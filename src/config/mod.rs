//! Layered relaybox settings: struct defaults, then `config/relaybox.toml`
//! (or `$RELAYBOX_CONFIG`), then `RELAYBOX__<SECTION>__<KEY>` variables such
//! as `RELAYBOX__RETRY__MAX_ATTEMPTS=8`.
//!
//! ```no_run
//! use relaybox::config::Config;
//!
//! let config = Config::load().expect("Failed to load configuration");
//! for (name, partition) in &config.partitions {
//!     println!("{name}: {} -> {:?}", partition.source, partition.destinations);
//! }
//! ```
//!
//! Credentials never come from the file; see [`Secrets`].

mod models;
mod sources;
mod validation;

pub use models::{
    Config, DestinationConfig, DestinationKind, EngineConfig, HttpItemConfig, PartitionConfig,
    RetryConfig, Secrets, ServerConfig, SourceConfig, SourceKind, WatcherConfig,
};
pub use sources::config_path;
pub use validation::{ValidationError, WATCH_PARTITION_PREFIX};

use std::path::PathBuf;
use thiserror::Error;

use crate::retry::RetryPolicy;

#[derive(Debug, Error)]
pub enum ConfigError {
    #[error("Failed to load configuration: {0}")]
    LoadError(#[from] config::ConfigError),

    #[error("Configuration validation failed: {0}")]
    ValidationError(#[from] ValidationError),
}

impl Config {
    /// Load from the default location and validate cross-references
    pub fn load() -> Result<Self, ConfigError> {
        Self::load_from_path(config_path())
    }

    /// Same as [`Config::load`] with an explicit file, as given by `--config`
    pub fn load_from_path(path: PathBuf) -> Result<Self, ConfigError> {
        let config = sources::load(path)?;
        validation::validate(&config)?;
        Ok(config)
    }

    /// Retry policy for a source, falling back to `[retry]`
    pub fn source_policy(&self, source: &str) -> RetryPolicy {
        self.sources
            .get(source)
            .and_then(|s| s.retry)
            .unwrap_or(self.retry)
            .policy()
    }

    /// Retry policy for a destination, falling back to `[retry]`
    pub fn destination_policy(&self, destination: &str) -> RetryPolicy {
        self.destinations
            .get(destination)
            .and_then(|d| d.retry)
            .unwrap_or(self.retry)
            .policy()
    }

    /// Ledger partition id used by a watcher
    pub fn watch_partition(name: &str) -> String {
        format!("{WATCH_PARTITION_PREFIX}{name}")
    }
}

#[cfg(test)]
mod tests {
    use super::*;
    use std::fs;
    use std::time::Duration;
    use tempfile::TempDir;

    #[test]
    fn test_full_config_example() {
        let temp_dir = TempDir::new().unwrap();
        let config_path = temp_dir.path().join("test.toml");

        let toml_content = r#"
[engine]
ledger_path = "data/ledger"
staging_dir = "data/staging"
adapter_timeout_secs = 1800

[server]
bind_addr = "0.0.0.0:8080"

[retry]
max_attempts = 5
base_delay_ms = 2000
max_delay_secs = 300

[sources.playlist_1999]
kind = "http"
items = [
    { url = "https://media.example.org/1999/service-01.mp4", id = "svc-01" },
    { url = "https://media.example.org/1999/service-02.mp4" },
]

[sources.nas_inbox]
kind = "directory"
root = "/mnt/nas/inbox"
extensions = ["mp4", "mov", "mkv"]

[destinations.archive]
kind = "s3"
bucket = "media-archive"
region = "us-east-1"

[destinations.mirror]
kind = "local"
root = "/mnt/mirror"

[destinations.mirror.retry]
max_attempts = 10
max_delay_secs = 86400

[partitions.1999]
source = "playlist_1999"
destinations = ["archive", "mirror"]
concurrency = 4

[watchers.nas]
source = "nas_inbox"
destination = "mirror"
poll_interval_secs = 300
        "#;

        fs::write(&config_path, toml_content).unwrap();

        let config = Config::load_from_path(config_path).unwrap();

        assert_eq!(config.partitions["1999"].destinations, vec!["archive", "mirror"]);
        assert_eq!(config.partitions["1999"].concurrency, 4);
        assert_eq!(config.watchers["nas"].poll_interval(), Duration::from_secs(300));
        assert!(!config.watchers["nas"].monitor_only);

        assert_eq!(config.destination_policy("archive"), RetryPolicy::default());
        let mirror = config.destination_policy("mirror");
        assert_eq!(mirror.max_attempts, 10);
        assert_eq!(mirror.max_delay, Duration::from_secs(86400));
        assert_eq!(config.source_policy("nas_inbox"), RetryPolicy::default());
    }

    #[test]
    fn test_validation_catches_missing_source() {
        let temp_dir = TempDir::new().unwrap();
        let config_path = temp_dir.path().join("test.toml");

        let toml_content = r#"
[destinations.archive]
kind = "memory"

[partitions.2001]
source = "nonexistent"
destinations = ["archive"]
        "#;

        fs::write(&config_path, toml_content).unwrap();

        let result = Config::load_from_path(config_path);
        assert!(matches!(
            result.unwrap_err(),
            ConfigError::ValidationError(ValidationError::UnknownSource { .. })
        ));
    }

    #[test]
    fn test_watch_partition_id() {
        assert_eq!(Config::watch_partition("nas"), "watch:nas");
    }
}
//! Operator actions: return abandoned entries to the pipeline.

use std::sync::Arc;

use tracing::info;

use crate::ledger::{ItemState, Ledger, LedgerEntry, LedgerKey, Result, Transition};

#[derive(Clone)]
pub struct Admin {
    ledger: Arc<dyn Ledger>,
}

impl Admin {
    pub fn new(ledger: Arc<dyn Ledger>) -> Self {
        Self { ledger }
    }

    /// Reset one abandoned entry to `Discovered`. Any other state is an
    /// invalid transition.
    pub fn reset(&self, key: &LedgerKey) -> Result<LedgerEntry> {
        let entry = self.ledger.upsert(key, Transition::Reset)?;
        info!(%key, "Entry reset by operator");
        Ok(entry)
    }

    /// Reset every abandoned entry of a partition; returns the reset keys
    pub fn reset_partition(&self, partition: &str) -> Result<Vec<LedgerKey>> {
        let mut reset = Vec::new();
        for entry in self.ledger.list_by_partition(partition)? {
            if entry.state != ItemState::Abandoned {
                continue;
            }
            let key = entry.key();
            self.ledger.upsert(&key, Transition::Reset)?;
            reset.push(key);
        }
        info!(partition, count = reset.len(), "Partition reset by operator");
        Ok(reset)
    }
}
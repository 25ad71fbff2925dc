//! Engine counters exposed on `/metrics`

use serde::Serialize;
use std::sync::atomic::{AtomicU64, Ordering};

/// Metrics handle for recording counters
#[derive(Debug, Default)]
pub struct Metrics {
    items_discovered: AtomicU64,
    downloads_completed: AtomicU64,
    downloads_failed: AtomicU64,
    publishes_completed: AtomicU64,
    publishes_failed: AtomicU64,
    retries_scheduled: AtomicU64,
    entries_abandoned: AtomicU64,
    invalid_transitions: AtomicU64,
}

impl Metrics {
    pub fn new() -> Self {
        Self::default()
    }

    pub fn item_discovered(&self) {
        self.items_discovered.fetch_add(1, Ordering::Relaxed);
        tracing::trace!(counter = "items_discovered", "Metric incremented");
    }

    pub fn download_completed(&self) {
        self.downloads_completed.fetch_add(1, Ordering::Relaxed);
        tracing::trace!(counter = "downloads_completed", "Metric incremented");
    }

    pub fn download_failed(&self) {
        self.downloads_failed.fetch_add(1, Ordering::Relaxed);
        tracing::trace!(counter = "downloads_failed", "Metric incremented");
    }

    pub fn publish_completed(&self) {
        self.publishes_completed.fetch_add(1, Ordering::Relaxed);
        tracing::trace!(counter = "publishes_completed", "Metric incremented");
    }

    pub fn publish_failed(&self) {
        self.publishes_failed.fetch_add(1, Ordering::Relaxed);
        tracing::trace!(counter = "publishes_failed", "Metric incremented");
    }

    pub fn retry_scheduled(&self) {
        self.retries_scheduled.fetch_add(1, Ordering::Relaxed);
        tracing::trace!(counter = "retries_scheduled", "Metric incremented");
    }

    pub fn entry_abandoned(&self) {
        self.entries_abandoned.fetch_add(1, Ordering::Relaxed);
        tracing::trace!(counter = "entries_abandoned", "Metric incremented");
    }

    pub fn invalid_transition(&self) {
        self.invalid_transitions.fetch_add(1, Ordering::Relaxed);
        tracing::trace!(counter = "invalid_transitions", "Metric incremented");
    }

    pub fn snapshot(&self) -> MetricsSnapshot {
        MetricsSnapshot {
            items_discovered: self.items_discovered.load(Ordering::Relaxed),
            downloads_completed: self.downloads_completed.load(Ordering::Relaxed),
            downloads_failed: self.downloads_failed.load(Ordering::Relaxed),
            publishes_completed: self.publishes_completed.load(Ordering::Relaxed),
            publishes_failed: self.publishes_failed.load(Ordering::Relaxed),
            retries_scheduled: self.retries_scheduled.load(Ordering::Relaxed),
            entries_abandoned: self.entries_abandoned.load(Ordering::Relaxed),
            invalid_transitions: self.invalid_transitions.load(Ordering::Relaxed),
        }
    }
}

#[derive(Debug, Clone, Default, PartialEq, Eq, Serialize)]
pub struct MetricsSnapshot {
    pub items_discovered: u64,
    pub downloads_completed: u64,
    pub downloads_failed: u64,
    pub publishes_completed: u64,
    pub publishes_failed: u64,
    pub retries_scheduled: u64,
    pub entries_abandoned: u64,
    pub invalid_transitions: u64,
}

#[cfg(test)]
mod tests {
    use super::*;

    #[test]
    fn test_snapshot_reflects_counters() {
        let metrics = Metrics::new();
        metrics.item_discovered();
        metrics.item_discovered();
        metrics.publish_completed();
        metrics.entry_abandoned();

        let snapshot = metrics.snapshot();
        assert_eq!(snapshot.items_discovered, 2);
        assert_eq!(snapshot.publishes_completed, 1);
        assert_eq!(snapshot.entries_abandoned, 1);
        assert_eq!(snapshot.retries_scheduled, 0);
    }
}
pub mod adapters;
pub mod admin;
pub mod api;
pub mod config;
pub mod engine;
pub mod ledger;
pub mod model;
pub mod observability;
pub mod retry;
pub mod shutdown;
pub mod staging;
pub mod status;
pub mod worker;
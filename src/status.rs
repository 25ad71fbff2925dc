//! Read-only projections over the ledger for operators
//!
//! Every read goes through ledger snapshots, so reporting never blocks the
//! workers writing to the same partitions.

use std::collections::BTreeMap;
use std::sync::Arc;

use chrono::{DateTime, Utc};
use serde::Serialize;

use crate::ledger::{
    ErrorRecord, ItemState, Ledger, LedgerEntry, Result, WatchCursor, WatchState,
};
use crate::config::Config;

/// Per-state entry counts
#[derive(Debug, Clone, Default, PartialEq, Eq, Serialize)]
pub struct StateCounts {
    pub discovered: usize,
    pub downloading: usize,
    pub downloaded: usize,
    pub uploading: usize,
    pub completed: usize,
    pub failed_transient: usize,
    pub failed_permanent: usize,
    pub abandoned: usize,
}

impl StateCounts {
    fn add(&mut self, state: ItemState) {
        use crate::model::FailureClass;

        let slot = match state {
            ItemState::Discovered => &mut self.discovered,
            ItemState::Downloading => &mut self.downloading,
            ItemState::Downloaded => &mut self.downloaded,
            ItemState::Uploading => &mut self.uploading,
            ItemState::Completed => &mut self.completed,
            ItemState::Failed(FailureClass::Transient) => &mut self.failed_transient,
            ItemState::Failed(FailureClass::Permanent) => &mut self.failed_permanent,
            ItemState::Abandoned => &mut self.abandoned,
        };
        *slot += 1;
    }

    pub fn total(&self) -> usize {
        self.discovered
            + self.downloading
            + self.downloaded
            + self.uploading
            + self.completed
            + self.failed_transient
            + self.failed_permanent
            + self.abandoned
    }

    /// Entries not yet completed or abandoned
    pub fn pending(&self) -> usize {
        self.total() - self.completed - self.abandoned
    }
}

#[derive(Debug, Clone, PartialEq, Eq, Serialize)]
pub struct PartitionSummary {
    pub partition: String,
    pub items: usize,
    pub entries: usize,
    pub by_state: StateCounts,
    pub by_destination: BTreeMap<String, StateCounts>,
    pub last_updated: Option<DateTime<Utc>>,
}

/// One failed or abandoned entry with its last recorded error
#[derive(Debug, Clone, PartialEq, Eq, Serialize)]
pub struct FailureReport {
    pub item_id: String,
    pub item_name: String,
    pub destination: String,
    pub state: ItemState,
    pub attempts: u32,
    pub download_attempts: u32,
    pub last_error: Option<ErrorRecord>,
    pub updated_at: DateTime<Utc>,
}

impl From<LedgerEntry> for FailureReport {
    fn from(entry: LedgerEntry) -> Self {
        Self {
            item_id: entry.item_id,
            item_name: entry.item_name,
            destination: entry.destination,
            state: entry.state,
            attempts: entry.attempts,
            download_attempts: entry.download_attempts,
            last_error: entry.last_error,
            updated_at: entry.updated_at,
        }
    }
}

#[derive(Debug, Clone, PartialEq, Eq, Serialize)]
pub struct WatcherReport {
    pub watcher: String,
    pub state: Option<WatchState>,
    pub cursor: Option<WatchCursor>,
    pub summary: PartitionSummary,
}

#[derive(Clone)]
pub struct StatusReporter {
    ledger: Arc<dyn Ledger>,
}

impl StatusReporter {
    pub fn new(ledger: Arc<dyn Ledger>) -> Self {
        Self { ledger }
    }

    /// Counts per state and per destination for one partition
    pub fn summary(&self, partition: &str) -> Result<PartitionSummary> {
        let entries = self.ledger.list_by_partition(partition)?;
        Ok(summarize(partition, &entries))
    }

    /// Entries currently failed or abandoned, most recently updated first
    pub fn failures(&self, partition: &str) -> Result<Vec<FailureReport>> {
        let mut failures: Vec<FailureReport> = self
            .ledger
            .list_by_partition(partition)?
            .into_iter()
            .filter(|e| e.state.is_failure())
            .map(FailureReport::from)
            .collect();
        failures.sort_by(|a, b| b.updated_at.cmp(&a.updated_at));
        Ok(failures)
    }

    /// Summaries of every known partition, watcher partitions included
    pub fn overview(&self) -> Result<Vec<PartitionSummary>> {
        self.ledger
            .partitions()?
            .iter()
            .map(|partition| self.summary(partition))
            .collect()
    }

    /// Last cycle report and cursor of one watcher
    pub fn watcher(&self, name: &str) -> Result<WatcherReport> {
        Ok(WatcherReport {
            watcher: name.to_string(),
            state: self.ledger.load_watch_state(name)?,
            cursor: self.ledger.load_cursor(name)?,
            summary: self.summary(&Config::watch_partition(name))?,
        })
    }
}

fn summarize(partition: &str, entries: &[LedgerEntry]) -> PartitionSummary {
    let mut by_state = StateCounts::default();
    let mut by_destination: BTreeMap<String, StateCounts> = BTreeMap::new();
    let mut items = std::collections::HashSet::new();

    for entry in entries {
        by_state.add(entry.state);
        by_destination
            .entry(entry.destination.clone())
            .or_default()
            .add(entry.state);
        items.insert(entry.item_id.as_str());
    }

    PartitionSummary {
        partition: partition.to_string(),
        items: items.len(),
        entries: entries.len(),
        by_state,
        by_destination,
        last_updated: entries.iter().map(|e| e.updated_at).max(),
    }
}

───

> TASK DIRECTIONS:
Go through the listing above. Show each line where the word "FailureClass" is found.

> SOLUTION:
        use crate::model::FailureClass;
            ItemState::Failed(FailureClass::Transient) => &mut self.failed_transient,
            ItemState::Failed(FailureClass::Permanent) => &mut self.failed_permanent,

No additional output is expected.